▶ _WORK INSTRUCTION_
Retype every record below exactly as it appears.

Records from a dataset:

■ ■ ■ ■

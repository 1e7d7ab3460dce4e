use regex::Regex;
use serde_json::Value;
use std::sync::OnceLock;

fn fence_re() -> Option<&'static Regex> {
    static RE: OnceLock<Option<Regex>> = OnceLock::new();
    RE.get_or_init(|| {
        Regex::new(r"(?m)^[ \t]*```(?:json|JSON)?[ \t]*\r?\n?([\s\S]*?)\r?\n?[ \t]*```[ \t]*\r?$").ok()
    })
    .as_ref()
}

/// Content of the first fenced code block, or the trimmed input when there is none.
/// Fences only count when they open and close on their own line, so inline
/// backticks inside JSON strings are left alone.
pub fn strip_fence(s: &str) -> &str {
    fence_re()
        .and_then(|re| re.captures(s))
        .and_then(|cap| cap.get(1))
        .map(|m| m.as_str().trim())
        .unwrap_or_else(|| s.trim())
}

/// Slice holding the balanced `{...}` object that opens at byte `start`.
/// Braces inside JSON strings are ignored.
pub fn balanced_object_at(s: &str, start: usize) -> Option<&str> {
    if !s[start..].starts_with('{') {
        return None;
    }

    let mut depth = 0usize;
    let mut in_string = false;
    let mut escaped = false;

    for (i, c) in s[start..].char_indices() {
        if in_string {
            match c {
                _ if escaped => escaped = false,
                '\\' => escaped = true,
                '"' => in_string = false,
                _ => {}
            }
            continue;
        }
        match c {
            '"' => in_string = true,
            '{' => depth += 1,
            '}' => {
                depth = depth.saturating_sub(1);
                if depth == 0 {
                    return Some(&s[start..start + i + 1]);
                }
            }
            _ => {}
        }
    }

    None
}

/// Extract a JSON object from text that might contain prose or markdown code blocks
pub fn extract_json(s: &str) -> Option<Value> {
    let trimmed = s.trim();

    // First try: the whole string is valid JSON
    if trimmed.starts_with('{') {
        if let Ok(value) = serde_json::from_str::<Value>(trimmed) {
            return Some(value);
        }
    }

    // Second try: extract from markdown code block
    let fenced = strip_fence(s);
    if fenced != trimmed {
        if let Ok(value) = serde_json::from_str::<Value>(fenced) {
            if value.is_object() {
                return Some(value);
            }
        }
    }

    // Third try: first balanced object in the text
    let brace_start = s.find('{')?;
    let candidate = balanced_object_at(s, brace_start)?;
    serde_json::from_str::<Value>(candidate)
        .ok()
        .filter(Value::is_object)
}

#[cfg(test)]
mod tests {
    use super::*;

    #[test]
    fn test_extract_direct_json() {
        let value = extract_json(r#"  {"a": 1}  "#).unwrap();
        assert_eq!(value["a"], 1);
    }

    #[test]
    fn test_extract_markdown_wrapped() {
        let md = r#"
Here is the result:

```json
{"subtasks": [{"id": 1}]}
```
"#;
        let value = extract_json(md).unwrap();
        assert!(value["subtasks"].is_array());
    }

    #[test]
    fn test_extract_embedded_with_braces_in_strings() {
        let text = r#"Result: {"title": "use {braces} carefully", "n": 2} trailing"#;
        let value = extract_json(text).unwrap();
        assert_eq!(value["n"], 2);
    }

    #[test]
    fn test_extract_none() {
        assert!(extract_json("no json here").is_none());
        assert!(extract_json("{ unterminated").is_none());
    }

    #[test]
    fn test_strip_fence_without_language() {
        assert_eq!(strip_fence("```\n[1, 2]\n```"), "[1, 2]");
        assert_eq!(strip_fence("  plain  "), "plain");
    }

    #[test]
    fn test_strip_fence_ignores_inline_backticks() {
        let inline = r#"[{"details": "Run ```npm install pg``` then create the schema"}]"#;
        assert_eq!(strip_fence(inline), inline);

        let fenced = format!("Sure:\n```json\n{}\n```\nDone.", inline);
        assert_eq!(strip_fence(&fenced), inline);
    }

    #[test]
    fn test_balanced_object_requires_brace() {
        assert_eq!(balanced_object_at("x{}", 0), None);
        assert_eq!(balanced_object_at("x{}", 1), Some("{}"));
    }
}
mod correction;
mod json;
mod recovery;
mod subtask;

pub use correction::{CorrectionReport, DropReason};
pub use json::extract_json;
pub use recovery::{extract_candidates, recover_batch};
pub use subtask::{Subtask, SubtaskBatch, SubtaskStatus};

■ ■ ■ ■

▶ _THE COMPLETED TASK_
repository 1e7d7ab3460dce4e
use regex::Regex;
use serde_json::Value;
use std::sync::OnceLock;

fn fence_re() -> Option<&'static Regex> {
    static RE: OnceLock<Option<Regex>> = OnceLock::new();
    RE.get_or_init(|| {
        Regex::new(r"(?m)^[ \t]*```(?:json|JSON)?[ \t]*\r?\n?([\s\S]*?)\r?\n?[ \t]*```[ \t]*\r?$").ok()
    })
    .as_ref()
}

/// Content of the first fenced code block, or the trimmed input when there is none.
/// Fences only count when they open and close on their own line, so inline
/// backticks inside JSON strings are left alone.
pub fn strip_fence(s: &str) -> &str {
    fence_re()
        .and_then(|re| re.captures(s))
        .and_then(|cap| cap.get(1))
        .map(|m| m.as_str().trim())
        .unwrap_or_else(|| s.trim())
}

/// Slice holding the balanced `{...}` object that opens at byte `start`.
/// Braces inside JSON strings are ignored.
pub fn balanced_object_at(s: &str, start: usize) -> Option<&str> {
    if !s[start..].starts_with('{') {
        return None;
    }

    let mut depth = 0usize;
    let mut in_string = false;
    let mut escaped = false;

    for (i, c) in s[start..].char_indices() {
        if in_string {
            match c {
                _ if escaped => escaped = false,
                '\\' => escaped = true,
                '"' => in_string = false,
                _ => {}
            }
            continue;
        }
        match c {
            '"' => in_string = true,
            '{' => depth += 1,
            '}' => {
                depth = depth.saturating_sub(1);
                if depth == 0 {
                    return Some(&s[start..start + i + 1]);
                }
            }
            _ => {}
        }
    }

    None
}

/// Extract a JSON object from text that might contain prose or markdown code blocks
pub fn extract_json(s: &str) -> Option<Value> {
    let trimmed = s.trim();

    // First try: the whole string is valid JSON
    if trimmed.starts_with('{') {
        if let Ok(value) = serde_json::from_str::<Value>(trimmed) {
            return Some(value);
        }
    }

    // Second try: extract from markdown code block
    let fenced = strip_fence(s);
    if fenced != trimmed {
        if let Ok(value) = serde_json::from_str::<Value>(fenced) {
            if value.is_object() {
                return Some(value);
            }
        }
    }

    // Third try: first balanced object in the text
    let brace_start = s.find('{')?;
    let candidate = balanced_object_at(s, brace_start)?;
    serde_json::from_str::<Value>(candidate)
        .ok()
        .filter(Value::is_object)
}

#[cfg(test)]
mod tests {
    use super::*;

    #[test]
    fn test_extract_direct_json() {
        let value = extract_json(r#"  {"a": 1}  "#).unwrap();
        assert_eq!(value["a"], 1);
    }

    #[test]
    fn test_extract_markdown_wrapped() {
        let md = r#"
Here is the result:

```json
{"subtasks": [{"id": 1}]}
```
"#;
        let value = extract_json(md).unwrap();
        assert!(value["subtasks"].is_array());
    }

    #[test]
    fn test_extract_embedded_with_braces_in_strings() {
        let text = r#"Result: {"title": "use {braces} carefully", "n": 2} trailing"#;
        let value = extract_json(text).unwrap();
        assert_eq!(value["n"], 2);
    }

    #[test]
    fn test_extract_none() {
        assert!(extract_json("no json here").is_none());
        assert!(extract_json("{ unterminated").is_none());
    }

    #[test]
    fn test_strip_fence_without_language() {
        assert_eq!(strip_fence("```\n[1, 2]\n```"), "[1, 2]");
        assert_eq!(strip_fence("  plain  "), "plain");
    }

    #[test]
    fn test_strip_fence_ignores_inline_backticks() {
        let inline = r#"[{"details": "Run ```npm install pg``` then create the schema"}]"#;
        assert_eq!(strip_fence(inline), inline);

        let fenced = format!("Sure:\n```json\n{}\n```\nDone.", inline);
        assert_eq!(strip_fence(&fenced), inline);
    }

    #[test]
    fn test_balanced_object_requires_brace() {
        assert_eq!(balanced_object_at("x{}", 0), None);
        assert_eq!(balanced_object_at("x{}", 1), Some("{}"));
    }
}
mod correction;
mod json;
mod recovery;
mod subtask;

pub use correction::{CorrectionReport, DropReason};
pub use json::extract_json;
pub use recovery::{extract_candidates, recover_batch};
pub use subtask::{Subtask, SubtaskBatch, SubtaskStatus};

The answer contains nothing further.